Problem details - The answer must consist of every line from the data that holds the string "nContent".

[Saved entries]
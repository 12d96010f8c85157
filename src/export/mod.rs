pub mod atomic;
pub mod csv;
pub mod json;

pub use crate::error::ExportError;
pub use atomic::write_atomically;
pub use csv::export_wear_csv;
pub use json::save_assessment_json;
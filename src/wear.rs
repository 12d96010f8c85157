//! Wear aggregation over a list of construction elements.
//!
//! Totals are rounded to one decimal place with round-half-away-from-zero
//! ([`f64::round`]) applied to the floating-point sum, so `12.35` rounds to
//! `12.4` and `12.34` to `12.3`.

use crate::model::{ConditionCategory, ConstructionElement, TechnicalCondition};
use tracing::debug;

/// Inclusive range accepted for a wear value.
pub const WEAR_RANGE: std::ops::RangeInclusive<f64> = 0.0..=100.0;

#[must_use]
pub fn round_one_decimal(value: f64) -> f64 {
    (value * 10.0).round() / 10.0
}

/// Sum of weighted wear across `elements`, rounded to one decimal.
///
/// An empty list yields `0.0`.
#[must_use]
pub fn calculate_total_wear(elements: &[ConstructionElement]) -> f64 {
    let sum: f64 = elements
        .iter()
        .map(ConstructionElement::weighted_wear)
        .sum();
    round_one_decimal(sum)
}

/// Condition rating for a total wear figure.
///
/// Callers are expected to keep wear values within [`WEAR_RANGE`]; negative
/// totals fall into the first bracket.
#[must_use]
pub fn get_technical_condition(total_wear: f64) -> TechnicalCondition {
    ConditionCategory::from_total_wear(total_wear).into()
}

/// Sets the wear of the element named `name`.
///
/// Returns `false` without mutating anything when the value is outside
/// [`WEAR_RANGE`] (NaN included) or no element has that exact name.
pub fn update_element_wear(elements: &mut [ConstructionElement], name: &str, new_value: f64) -> bool {
    if !WEAR_RANGE.contains(&new_value) {
        debug!(name, new_value, "rejected wear value outside 0..=100");
        return false;
    }

    match elements.iter_mut().find(|e| e.name == name) {
        Some(element) => {
            element.wear_percent = new_value;
            true
        }
        None => {
            debug!(name, "no element with this name");
            false
        }
    }
}

pub fn reset_all_wear(elements: &mut [ConstructionElement]) {
    for element in elements {
        element.wear_percent = 0.0;
    }
}

/// Copies wear values from `previous` into `next` for elements whose names
/// match exactly. Returns how many values were carried over.
///
/// Elements in `next` without a namesake keep their current wear; values of
/// names absent from `next` are dropped.
pub fn carry_forward_wear(previous: &[ConstructionElement], next: &mut [ConstructionElement]) -> usize {
    let mut carried = 0;
    for element in next.iter_mut() {
        if let Some(old) = previous.iter().find(|p| p.name == element.name) {
            element.wear_percent = old.wear_percent;
            carried += 1;
        }
    }
    carried
}
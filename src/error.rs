//! Error types for Wear Inspector.

use std::path::PathBuf;
use thiserror::Error;

/// Errors that can occur when loading persisted or external JSON data.
#[derive(Debug, Error)]
pub enum LoadError {
    /// Failed to read the file from disk.
    #[error("failed to read file '{path}': {source}")]
    FileRead {
        path: PathBuf,
        source: std::io::Error,
    },

    /// The JSON document is malformed or has the wrong shape.
    #[error("invalid JSON in '{path}': {source}")]
    Json {
        path: PathBuf,
        source: serde_json::Error,
    },

    /// The document parsed but its content violates a data rule.
    #[error("invalid data: {message}")]
    InvalidData { message: String },
}

/// Errors that can occur when exporting data.
#[derive(Debug, Error)]
pub enum ExportError {
    /// Failed to create the output file.
    #[error("failed to create file '{path}': {source}")]
    FileCreate {
        path: PathBuf,
        source: std::io::Error,
    },

    /// Failed to write data to the file.
    #[error("failed to write data: {message}")]
    WriteError { message: String },

    /// Failed to serialize data to JSON.
    #[error("JSON serialization failed: {source}")]
    JsonSerialize {
        #[from]
        source: serde_json::Error,
    },

    /// Failed to write CSV data.
    #[error("CSV write failed: {source}")]
    CsvWrite {
        #[from]
        source: csv::Error,
    },
}

/// Errors that can occur while rendering or writing the inspection report.
#[derive(Debug, Error)]
pub enum ReportError {
    /// The document library failed to assemble the DOCX package.
    #[error("failed to render document: {message}")]
    Render { message: String },

    /// The rendered document could not be written to disk.
    #[error("failed to write report '{path}': {source}")]
    Write {
        path: PathBuf,
        source: std::io::Error,
    },
}

/// Errors raised by sync transports and configuration.
///
/// The dispatcher converts these into `false` outcomes; they only escape
/// through [`crate::sync::Uploader`] implementations and config loading.
#[derive(Debug, Error)]
pub enum SyncError {
    /// Sync configuration is not valid JSON for the expected layout.
    #[error("invalid sync configuration '{path}': {source}")]
    Json {
        path: PathBuf,
        source: serde_json::Error,
    },

    /// Local file access failed.
    #[error("I/O error on '{path}': {source}")]
    Io {
        path: PathBuf,
        source: std::io::Error,
    },

    /// FTP protocol or connection failure.
    #[error("FTP error: {source}")]
    Ftp {
        #[from]
        source: suppaftp::FtpError,
    },

    /// Message building or SMTP delivery failure.
    #[error("email error: {message}")]
    Email { message: String },

    /// HTTP request failure (webhook or remote storage).
    #[error("HTTP error: {message}")]
    Http { message: String },

    /// The selected transport has no usable settings.
    #[error("transport '{transport}' is not configured: {reason}")]
    NotConfigured { transport: String, reason: String },
}

/// A pooled task finished without producing a value.
#[derive(Debug, Error, PartialEq, Eq)]
pub enum TaskError {
    /// The task panicked, or the pool shut down before running it.
    #[error("task did not complete")]
    Lost,
}
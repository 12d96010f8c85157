use super::config::WebhookSettings;
use super::{read_report, report_filename, SyncMethod, Uploader, DOCX_MIME};
use crate::error::SyncError;
use std::path::Path;

/// POSTs the raw report bytes to an HTTP endpoint.
pub struct WebhookUploader {
    settings: WebhookSettings,
    agent: ureq::Agent,
}

impl WebhookUploader {
    pub fn from_settings(settings: &WebhookSettings) -> Result<Self, SyncError> {
        if settings.url.trim().is_empty() {
            return Err(SyncError::NotConfigured {
                transport: SyncMethod::Webhook.to_string(),
                reason: "missing URL".to_string(),
            });
        }
        Ok(Self {
            settings: settings.clone(),
            agent: ureq::Agent::new_with_defaults(),
        })
    }
}

impl Uploader for WebhookUploader {
    fn method(&self) -> SyncMethod {
        SyncMethod::Webhook
    }

    fn upload(&self, path: &Path, project_name: &str) -> Result<(), SyncError> {
        let bytes = read_report(path)?;
        let mut request = self
            .agent
            .post(self.settings.url.as_str())
            .query("project", project_name)
            .query("filename", report_filename(path))
            .header("Content-Type", DOCX_MIME);
        if let Some(token) = &self.settings.token {
            request = request.header("Authorization", format!("Bearer {token}"));
        }

        request.send(&bytes[..]).map_err(|e| SyncError::Http {
            message: format!("webhook upload failed: {e}"),
        })?;
        Ok(())
    }

    // Unauthenticated GET; any 2xx/3xx answer counts as reachable.
    fn test_connection(&self) -> Result<(), SyncError> {
        self.agent
            .get(self.settings.url.as_str())
            .call()
            .map_err(|e| SyncError::Http {
                message: format!("webhook probe failed: {e}"),
            })?;
        Ok(())
    }
}
//! # Wear Inspector
//!
//! Building inspection toolkit: physical wear calculation per ВСН 53-86р,
//! a unified Word report and upload of finished reports.
//!
//! ## Features
//!
//! - Residential, office and industrial element presets
//! - Weighted total wear and four-tier technical condition
//! - DOCX report joining constructive solutions, wear table and defect ledger
//! - Report sync over FTP, email, webhook or remote storage
//! - JSON and CSV export of the wear table
//!
//! ## Example
//!
//! ```no_run
//! use std::path::Path;
//! use wear_inspector::model::{BuildingType, WearAssessment};
//! use wear_inspector::report::{generate_unified_report, ReportInputs, ReportMeta};
//!
//! let mut assessment = WearAssessment::new(BuildingType::Residential);
//! assessment.update_element_wear("Фундаменты", 20.0);
//! println!("Total wear: {}%", assessment.total_wear());
//!
//! let wear = assessment.report();
//! let inputs = ReportInputs { wear: Some(&wear), ..ReportInputs::default() };
//! let ok = generate_unified_report(&inputs, &ReportMeta::default(), Path::new("report.docx"));
//! assert!(ok);
//! ```

pub mod error;
pub mod export;
pub mod loader;
pub mod model;
pub mod report;
pub mod sync;
pub mod wear;
use super::config::RemoteStorageSettings;
use super::{read_report, report_filename, SyncMethod, Uploader, DOCX_MIME};
use crate::error::SyncError;
use std::path::Path;

const DEFAULT_UPLOAD_URL: &str =
    "https://www.googleapis.com/upload/drive/v3/files?uploadType=multipart";
const DEFAULT_PROBE_URL: &str = "https://www.googleapis.com/drive/v3/about?fields=user";
const BOUNDARY: &str = "wear-inspector-7f3a9c1e";

/// Uploads reports into a folder of a Drive-style storage API.
pub struct RemoteStorageUploader {
    settings: RemoteStorageSettings,
    agent: ureq::Agent,
}

impl RemoteStorageUploader {
    pub fn from_settings(settings: &RemoteStorageSettings) -> Result<Self, SyncError> {
        let reason = if settings.folder_id.trim().is_empty() {
            Some("missing folder id")
        } else if settings.access_token.is_empty() {
            Some("missing access token")
        } else {
            None
        };
        if let Some(reason) = reason {
            return Err(SyncError::NotConfigured {
                transport: SyncMethod::RemoteStorage.to_string(),
                reason: reason.to_string(),
            });
        }
        Ok(Self {
            settings: settings.clone(),
            agent: ureq::Agent::new_with_defaults(),
        })
    }

    fn bearer(&self) -> String {
        format!("Bearer {}", self.settings.access_token)
    }
}

impl Uploader for RemoteStorageUploader {
    fn method(&self) -> SyncMethod {
        SyncMethod::RemoteStorage
    }

    fn upload(&self, path: &Path, project_name: &str) -> Result<(), SyncError> {
        let metadata = serde_json::json!({
            "name": report_filename(path),
            "parents": [self.settings.folder_id],
            "description": format!("Проект: {project_name}"),
        });
        let body = multipart_related_body(&metadata, &read_report(path)?);
        let url = self
            .settings
            .upload_url
            .as_deref()
            .unwrap_or(DEFAULT_UPLOAD_URL);

        self.agent
            .post(url)
            .header("Authorization", self.bearer())
            .header(
                "Content-Type",
                format!("multipart/related; boundary={BOUNDARY}"),
            )
            .send(&body[..])
            .map_err(|e| SyncError::Http {
                message: format!("remote storage upload failed: {e}"),
            })?;
        Ok(())
    }

    fn test_connection(&self) -> Result<(), SyncError> {
        let url = self.settings.probe_url.as_deref().unwrap_or(DEFAULT_PROBE_URL);
        self.agent
            .get(url)
            .header("Authorization", self.bearer())
            .call()
            .map_err(|e| SyncError::Http {
                message: format!("remote storage probe failed: {e}"),
            })?;
        Ok(())
    }
}

/// JSON metadata part followed by the file part, per RFC 2387.
fn multipart_related_body(metadata: &serde_json::Value, file: &[u8]) -> Vec<u8> {
    let mut body = Vec::with_capacity(file.len() + 512);
    body.extend_from_slice(
        format!(
            "--{BOUNDARY}\r\nContent-Type: application/json; charset=UTF-8\r\n\r\n{metadata}\r\n"
        )
        .as_bytes(),
    );
    body.extend_from_slice(format!("--{BOUNDARY}\r\nContent-Type: {DOCX_MIME}\r\n\r\n").as_bytes());
    body.extend_from_slice(file);
    body.extend_from_slice(format!("\r\n--{BOUNDARY}--\r\n").as_bytes());
    body
}

#[cfg(test)]
mod tests {
    use super::*;

    #[test]
    fn requires_folder_and_token() {
        let settings = RemoteStorageSettings {
            folder_id: "folder".to_string(),
            access_token: String::new(),
            upload_url: None,
            probe_url: None,
        };
        assert!(matches!(
            RemoteStorageUploader::from_settings(&settings),
            Err(SyncError::NotConfigured { .. })
        ));
    }

    #[test]
    fn multipart_body_frames_metadata_and_file() {
        let metadata = serde_json::json!({"name": "r.docx"});
        let body = multipart_related_body(&metadata, b"DATA");
        let text = String::from_utf8(body).unwrap();

        assert!(text.starts_with(&format!("--{BOUNDARY}\r\n")));
        assert!(text.contains(r#"{"name":"r.docx"}"#));
        assert!(text.contains("\r\n\r\nDATA\r\n"));
        assert!(text.ends_with(&format!("--{BOUNDARY}--\r\n")));
        assert_eq!(text.matches(&format!("--{BOUNDARY}")).count(), 3);
    }
}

Written response -
            "--{BOUNDARY}\r\nContent-Type: application/json; charset=UTF-8\r\n\r\n{metadata}\r\n"
    body.extend_from_slice(format!("--{BOUNDARY}\r\nContent-Type: {DOCX_MIME}\r\n\r\n").as_bytes());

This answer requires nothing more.